- Extracted information:
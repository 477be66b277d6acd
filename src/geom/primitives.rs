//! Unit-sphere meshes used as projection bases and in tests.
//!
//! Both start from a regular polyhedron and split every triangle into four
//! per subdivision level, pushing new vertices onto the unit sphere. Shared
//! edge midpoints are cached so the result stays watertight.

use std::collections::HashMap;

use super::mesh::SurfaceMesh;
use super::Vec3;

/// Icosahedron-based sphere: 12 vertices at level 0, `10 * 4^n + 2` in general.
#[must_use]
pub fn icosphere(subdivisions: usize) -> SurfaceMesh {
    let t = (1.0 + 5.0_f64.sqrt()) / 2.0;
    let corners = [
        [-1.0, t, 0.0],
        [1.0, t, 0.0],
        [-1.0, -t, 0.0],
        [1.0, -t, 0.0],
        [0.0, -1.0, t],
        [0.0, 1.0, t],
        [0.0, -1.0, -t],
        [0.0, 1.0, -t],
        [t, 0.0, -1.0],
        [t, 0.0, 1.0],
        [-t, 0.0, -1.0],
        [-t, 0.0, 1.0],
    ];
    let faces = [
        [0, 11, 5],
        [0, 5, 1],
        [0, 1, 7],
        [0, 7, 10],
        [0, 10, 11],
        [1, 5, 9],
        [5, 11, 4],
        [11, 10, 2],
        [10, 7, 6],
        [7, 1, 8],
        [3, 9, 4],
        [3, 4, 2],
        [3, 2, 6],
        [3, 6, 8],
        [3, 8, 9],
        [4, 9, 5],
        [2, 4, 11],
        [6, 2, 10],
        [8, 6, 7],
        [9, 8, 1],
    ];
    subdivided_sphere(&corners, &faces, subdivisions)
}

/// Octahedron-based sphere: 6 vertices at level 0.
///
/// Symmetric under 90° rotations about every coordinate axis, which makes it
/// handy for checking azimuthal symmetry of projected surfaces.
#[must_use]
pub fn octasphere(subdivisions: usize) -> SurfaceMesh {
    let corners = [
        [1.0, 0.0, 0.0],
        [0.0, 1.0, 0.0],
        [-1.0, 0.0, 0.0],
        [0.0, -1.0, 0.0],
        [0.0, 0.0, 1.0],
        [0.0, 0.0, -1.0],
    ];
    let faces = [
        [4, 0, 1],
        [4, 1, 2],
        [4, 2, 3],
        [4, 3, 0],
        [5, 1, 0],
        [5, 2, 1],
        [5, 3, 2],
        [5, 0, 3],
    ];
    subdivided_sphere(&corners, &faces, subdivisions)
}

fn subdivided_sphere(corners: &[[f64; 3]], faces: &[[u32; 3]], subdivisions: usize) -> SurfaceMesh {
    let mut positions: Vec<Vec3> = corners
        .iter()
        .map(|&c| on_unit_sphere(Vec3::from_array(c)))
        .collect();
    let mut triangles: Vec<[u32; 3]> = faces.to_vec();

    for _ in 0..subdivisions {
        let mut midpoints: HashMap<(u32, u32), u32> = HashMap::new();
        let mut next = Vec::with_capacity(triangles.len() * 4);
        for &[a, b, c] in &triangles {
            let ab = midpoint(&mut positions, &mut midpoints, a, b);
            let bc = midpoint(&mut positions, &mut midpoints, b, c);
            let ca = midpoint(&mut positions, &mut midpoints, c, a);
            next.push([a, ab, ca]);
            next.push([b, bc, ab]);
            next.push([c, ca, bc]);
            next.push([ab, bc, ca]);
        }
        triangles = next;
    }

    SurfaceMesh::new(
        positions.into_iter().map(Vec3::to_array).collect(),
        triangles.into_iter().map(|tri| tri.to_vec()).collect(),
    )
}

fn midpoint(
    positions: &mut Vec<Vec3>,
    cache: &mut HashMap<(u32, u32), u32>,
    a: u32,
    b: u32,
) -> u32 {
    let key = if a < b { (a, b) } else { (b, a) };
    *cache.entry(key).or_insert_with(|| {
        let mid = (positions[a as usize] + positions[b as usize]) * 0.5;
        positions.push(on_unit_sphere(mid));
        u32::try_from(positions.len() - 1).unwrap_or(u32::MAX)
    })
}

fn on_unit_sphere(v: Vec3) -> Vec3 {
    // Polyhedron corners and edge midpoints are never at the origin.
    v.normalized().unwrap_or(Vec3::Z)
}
* * *
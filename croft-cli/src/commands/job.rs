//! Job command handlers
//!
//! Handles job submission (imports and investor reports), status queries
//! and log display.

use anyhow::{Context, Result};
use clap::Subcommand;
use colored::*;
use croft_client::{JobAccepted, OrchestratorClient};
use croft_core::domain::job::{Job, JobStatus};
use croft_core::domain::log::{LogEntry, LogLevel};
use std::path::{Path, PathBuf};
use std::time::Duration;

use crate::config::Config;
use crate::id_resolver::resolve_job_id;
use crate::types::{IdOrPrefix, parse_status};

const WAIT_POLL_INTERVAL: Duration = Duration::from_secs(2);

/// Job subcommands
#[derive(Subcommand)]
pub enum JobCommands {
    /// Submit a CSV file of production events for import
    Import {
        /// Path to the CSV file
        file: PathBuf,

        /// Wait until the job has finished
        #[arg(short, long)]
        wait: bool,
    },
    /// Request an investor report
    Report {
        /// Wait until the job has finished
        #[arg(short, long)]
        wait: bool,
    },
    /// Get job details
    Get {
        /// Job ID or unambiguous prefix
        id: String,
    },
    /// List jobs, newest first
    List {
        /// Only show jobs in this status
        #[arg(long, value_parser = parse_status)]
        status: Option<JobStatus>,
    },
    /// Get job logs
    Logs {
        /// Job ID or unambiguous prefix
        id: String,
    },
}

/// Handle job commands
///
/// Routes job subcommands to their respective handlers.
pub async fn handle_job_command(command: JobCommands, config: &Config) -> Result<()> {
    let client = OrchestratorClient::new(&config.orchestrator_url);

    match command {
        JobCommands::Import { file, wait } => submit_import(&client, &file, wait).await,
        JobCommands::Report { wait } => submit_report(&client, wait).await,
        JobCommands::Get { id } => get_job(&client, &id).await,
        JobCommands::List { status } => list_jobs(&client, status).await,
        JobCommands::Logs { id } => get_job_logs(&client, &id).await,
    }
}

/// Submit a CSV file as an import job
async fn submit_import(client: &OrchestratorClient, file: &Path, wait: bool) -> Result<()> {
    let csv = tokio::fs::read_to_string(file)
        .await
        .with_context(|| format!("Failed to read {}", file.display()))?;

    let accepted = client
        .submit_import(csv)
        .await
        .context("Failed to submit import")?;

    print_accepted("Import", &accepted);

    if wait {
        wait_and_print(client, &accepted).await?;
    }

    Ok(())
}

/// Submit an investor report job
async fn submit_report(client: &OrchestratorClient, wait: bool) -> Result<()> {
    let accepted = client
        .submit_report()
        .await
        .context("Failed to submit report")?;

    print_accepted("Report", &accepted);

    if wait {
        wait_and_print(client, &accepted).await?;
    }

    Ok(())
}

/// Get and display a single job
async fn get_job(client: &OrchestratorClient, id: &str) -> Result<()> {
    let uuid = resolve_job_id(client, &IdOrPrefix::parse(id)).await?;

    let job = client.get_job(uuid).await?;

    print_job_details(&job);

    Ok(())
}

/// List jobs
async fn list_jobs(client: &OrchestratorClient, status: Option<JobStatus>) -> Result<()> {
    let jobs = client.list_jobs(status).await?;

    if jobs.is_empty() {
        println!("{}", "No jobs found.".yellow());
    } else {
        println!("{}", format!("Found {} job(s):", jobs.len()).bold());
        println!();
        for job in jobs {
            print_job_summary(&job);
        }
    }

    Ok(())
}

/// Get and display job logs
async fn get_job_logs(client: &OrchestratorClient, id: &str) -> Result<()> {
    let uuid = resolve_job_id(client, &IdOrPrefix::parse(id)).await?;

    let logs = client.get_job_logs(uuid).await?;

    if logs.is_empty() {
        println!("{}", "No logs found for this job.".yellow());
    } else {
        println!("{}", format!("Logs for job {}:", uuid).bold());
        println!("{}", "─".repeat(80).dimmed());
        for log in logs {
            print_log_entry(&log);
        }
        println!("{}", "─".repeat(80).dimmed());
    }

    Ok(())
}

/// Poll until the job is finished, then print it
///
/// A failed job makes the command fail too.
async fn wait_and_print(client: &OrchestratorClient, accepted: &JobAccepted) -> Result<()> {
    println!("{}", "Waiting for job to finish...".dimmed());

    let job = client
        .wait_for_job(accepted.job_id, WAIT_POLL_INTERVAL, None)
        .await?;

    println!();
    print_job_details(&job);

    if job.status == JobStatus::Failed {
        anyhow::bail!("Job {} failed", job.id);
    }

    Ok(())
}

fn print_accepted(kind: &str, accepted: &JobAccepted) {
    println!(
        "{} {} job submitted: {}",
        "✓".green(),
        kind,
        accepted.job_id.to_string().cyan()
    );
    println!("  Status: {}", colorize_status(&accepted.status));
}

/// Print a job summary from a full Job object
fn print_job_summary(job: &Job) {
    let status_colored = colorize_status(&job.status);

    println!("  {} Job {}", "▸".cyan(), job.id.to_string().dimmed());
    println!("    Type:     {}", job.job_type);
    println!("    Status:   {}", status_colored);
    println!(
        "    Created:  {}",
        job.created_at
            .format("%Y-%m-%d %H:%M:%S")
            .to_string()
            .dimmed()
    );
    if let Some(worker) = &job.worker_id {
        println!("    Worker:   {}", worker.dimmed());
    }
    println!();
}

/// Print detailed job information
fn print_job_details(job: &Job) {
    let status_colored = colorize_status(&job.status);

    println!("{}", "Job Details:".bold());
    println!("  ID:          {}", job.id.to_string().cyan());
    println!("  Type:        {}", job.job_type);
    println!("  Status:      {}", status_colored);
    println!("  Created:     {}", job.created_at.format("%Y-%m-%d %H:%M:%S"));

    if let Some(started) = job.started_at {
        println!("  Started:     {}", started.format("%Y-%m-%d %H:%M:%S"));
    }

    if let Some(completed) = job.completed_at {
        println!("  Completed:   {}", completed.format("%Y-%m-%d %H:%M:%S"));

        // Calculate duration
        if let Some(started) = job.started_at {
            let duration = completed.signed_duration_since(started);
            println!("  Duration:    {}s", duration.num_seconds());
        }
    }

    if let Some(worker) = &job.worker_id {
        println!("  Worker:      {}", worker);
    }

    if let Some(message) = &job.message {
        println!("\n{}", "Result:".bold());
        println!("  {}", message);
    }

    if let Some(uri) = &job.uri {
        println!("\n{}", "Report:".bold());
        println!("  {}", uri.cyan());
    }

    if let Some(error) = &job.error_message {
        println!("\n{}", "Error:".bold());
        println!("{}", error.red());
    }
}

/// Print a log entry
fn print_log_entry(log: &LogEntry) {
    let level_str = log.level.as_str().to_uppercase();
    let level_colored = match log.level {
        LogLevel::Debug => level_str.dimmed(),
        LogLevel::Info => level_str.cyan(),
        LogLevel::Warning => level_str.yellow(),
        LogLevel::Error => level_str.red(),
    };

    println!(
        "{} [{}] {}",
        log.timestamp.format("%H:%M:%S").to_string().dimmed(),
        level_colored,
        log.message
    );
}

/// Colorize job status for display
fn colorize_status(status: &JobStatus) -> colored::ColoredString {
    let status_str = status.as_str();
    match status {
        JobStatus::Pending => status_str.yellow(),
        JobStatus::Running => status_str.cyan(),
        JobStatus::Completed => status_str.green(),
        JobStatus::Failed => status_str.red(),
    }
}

- What you need to do:
The range runs from the line with "repository 477be66b277d6acd" up to and including the line with "triangle into four" in the listing above; please write out exactly those lines and nothing more.

- Output for this task:
repository 477be66b277d6acd
filename src/geom/primitives.rs
//! Unit-sphere meshes used as projection bases and in tests.
//!
//! Both start from a regular polyhedron and split every triangle into four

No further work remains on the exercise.